> **About this exercise**
Within the listing below, show every line that contains the word "LocalLog".
*** Begin section ***
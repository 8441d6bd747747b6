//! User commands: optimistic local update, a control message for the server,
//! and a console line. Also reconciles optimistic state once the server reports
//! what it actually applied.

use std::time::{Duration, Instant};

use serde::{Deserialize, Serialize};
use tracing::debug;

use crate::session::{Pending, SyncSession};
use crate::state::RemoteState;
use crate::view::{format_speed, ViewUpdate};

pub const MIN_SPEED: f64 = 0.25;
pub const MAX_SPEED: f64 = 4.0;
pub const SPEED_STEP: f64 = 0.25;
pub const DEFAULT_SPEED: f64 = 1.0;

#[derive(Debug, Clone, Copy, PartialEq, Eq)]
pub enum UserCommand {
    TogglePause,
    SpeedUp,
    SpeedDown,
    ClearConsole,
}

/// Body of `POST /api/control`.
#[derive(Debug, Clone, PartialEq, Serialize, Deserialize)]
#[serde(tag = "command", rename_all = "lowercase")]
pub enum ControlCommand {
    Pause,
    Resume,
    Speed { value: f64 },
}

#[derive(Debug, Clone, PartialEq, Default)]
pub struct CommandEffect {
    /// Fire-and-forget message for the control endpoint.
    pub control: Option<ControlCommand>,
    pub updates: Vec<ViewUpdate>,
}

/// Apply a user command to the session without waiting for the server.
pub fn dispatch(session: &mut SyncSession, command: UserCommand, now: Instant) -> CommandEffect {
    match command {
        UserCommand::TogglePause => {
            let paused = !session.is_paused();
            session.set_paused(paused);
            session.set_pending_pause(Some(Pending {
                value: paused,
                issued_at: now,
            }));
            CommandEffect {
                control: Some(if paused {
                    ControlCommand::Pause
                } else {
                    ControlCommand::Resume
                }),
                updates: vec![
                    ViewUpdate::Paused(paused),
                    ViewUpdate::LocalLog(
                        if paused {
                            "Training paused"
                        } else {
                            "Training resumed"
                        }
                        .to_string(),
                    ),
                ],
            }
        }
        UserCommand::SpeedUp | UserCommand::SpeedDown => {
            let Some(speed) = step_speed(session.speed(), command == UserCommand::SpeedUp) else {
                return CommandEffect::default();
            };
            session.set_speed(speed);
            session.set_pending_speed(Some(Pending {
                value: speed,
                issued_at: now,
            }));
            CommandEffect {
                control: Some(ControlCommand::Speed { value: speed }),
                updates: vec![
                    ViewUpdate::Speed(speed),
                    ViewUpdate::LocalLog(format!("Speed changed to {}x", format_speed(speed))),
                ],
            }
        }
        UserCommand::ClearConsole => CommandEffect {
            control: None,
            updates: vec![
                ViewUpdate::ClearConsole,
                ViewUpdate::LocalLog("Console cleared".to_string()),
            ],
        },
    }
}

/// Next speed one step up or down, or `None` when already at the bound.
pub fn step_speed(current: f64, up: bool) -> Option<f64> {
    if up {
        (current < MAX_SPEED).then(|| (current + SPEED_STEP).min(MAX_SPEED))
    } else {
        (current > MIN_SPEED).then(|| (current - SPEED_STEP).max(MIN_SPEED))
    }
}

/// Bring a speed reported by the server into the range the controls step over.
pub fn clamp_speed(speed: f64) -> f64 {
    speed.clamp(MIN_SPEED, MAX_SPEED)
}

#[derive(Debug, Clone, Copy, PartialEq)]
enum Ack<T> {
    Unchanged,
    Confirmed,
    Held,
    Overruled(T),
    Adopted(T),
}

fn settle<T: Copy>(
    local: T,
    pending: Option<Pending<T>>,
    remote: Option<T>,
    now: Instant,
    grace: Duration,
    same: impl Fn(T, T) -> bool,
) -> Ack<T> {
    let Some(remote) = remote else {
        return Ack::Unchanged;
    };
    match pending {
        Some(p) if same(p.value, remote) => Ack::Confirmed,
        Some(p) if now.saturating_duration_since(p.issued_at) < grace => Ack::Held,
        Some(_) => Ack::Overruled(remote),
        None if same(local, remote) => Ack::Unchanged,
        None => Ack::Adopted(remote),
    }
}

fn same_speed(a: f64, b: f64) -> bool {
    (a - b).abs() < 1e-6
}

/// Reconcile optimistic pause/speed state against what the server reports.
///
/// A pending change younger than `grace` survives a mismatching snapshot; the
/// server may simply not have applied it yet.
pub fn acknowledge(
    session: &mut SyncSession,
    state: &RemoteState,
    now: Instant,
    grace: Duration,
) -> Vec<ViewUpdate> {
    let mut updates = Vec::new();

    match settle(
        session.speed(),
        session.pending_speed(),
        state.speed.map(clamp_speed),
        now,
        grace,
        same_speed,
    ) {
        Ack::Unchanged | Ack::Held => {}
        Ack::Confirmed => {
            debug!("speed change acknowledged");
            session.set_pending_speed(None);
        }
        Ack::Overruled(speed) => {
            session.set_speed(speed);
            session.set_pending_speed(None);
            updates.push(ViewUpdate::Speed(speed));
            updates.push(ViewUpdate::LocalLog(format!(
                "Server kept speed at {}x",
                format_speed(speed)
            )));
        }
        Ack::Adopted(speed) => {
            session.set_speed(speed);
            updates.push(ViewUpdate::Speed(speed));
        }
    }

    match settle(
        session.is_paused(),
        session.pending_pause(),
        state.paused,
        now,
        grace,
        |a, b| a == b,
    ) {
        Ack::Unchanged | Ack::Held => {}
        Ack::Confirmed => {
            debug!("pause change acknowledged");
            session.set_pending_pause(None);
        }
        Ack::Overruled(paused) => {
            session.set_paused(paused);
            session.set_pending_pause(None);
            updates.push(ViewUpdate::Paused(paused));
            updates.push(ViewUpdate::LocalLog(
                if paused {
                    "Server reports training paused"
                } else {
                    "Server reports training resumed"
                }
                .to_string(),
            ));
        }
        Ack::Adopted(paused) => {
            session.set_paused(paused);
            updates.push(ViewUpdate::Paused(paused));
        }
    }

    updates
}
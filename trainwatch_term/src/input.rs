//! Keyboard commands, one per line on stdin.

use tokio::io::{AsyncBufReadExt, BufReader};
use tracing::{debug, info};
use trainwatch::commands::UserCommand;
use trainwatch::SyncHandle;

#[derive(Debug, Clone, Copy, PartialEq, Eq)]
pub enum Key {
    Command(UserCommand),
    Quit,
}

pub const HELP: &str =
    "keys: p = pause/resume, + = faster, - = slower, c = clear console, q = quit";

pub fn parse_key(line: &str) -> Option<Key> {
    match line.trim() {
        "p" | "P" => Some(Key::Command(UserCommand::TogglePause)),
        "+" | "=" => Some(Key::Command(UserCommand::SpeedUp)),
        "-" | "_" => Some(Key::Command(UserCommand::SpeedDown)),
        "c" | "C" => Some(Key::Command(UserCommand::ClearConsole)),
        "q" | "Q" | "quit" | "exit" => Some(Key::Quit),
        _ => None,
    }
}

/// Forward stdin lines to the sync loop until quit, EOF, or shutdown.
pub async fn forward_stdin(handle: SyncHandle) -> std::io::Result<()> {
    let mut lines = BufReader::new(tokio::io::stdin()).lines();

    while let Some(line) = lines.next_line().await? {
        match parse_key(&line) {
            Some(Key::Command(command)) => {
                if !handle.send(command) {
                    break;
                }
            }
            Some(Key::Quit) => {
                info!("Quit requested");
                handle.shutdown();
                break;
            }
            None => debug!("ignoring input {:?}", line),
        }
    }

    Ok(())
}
*** End section ***
> **Solution to this task**
                    ViewUpdate::LocalLog(
                    ViewUpdate::LocalLog(format!("Speed changed to {}x", format_speed(speed))),
                ViewUpdate::LocalLog("Console cleared".to_string()),
            updates.push(ViewUpdate::LocalLog(format!(
            updates.push(ViewUpdate::LocalLog(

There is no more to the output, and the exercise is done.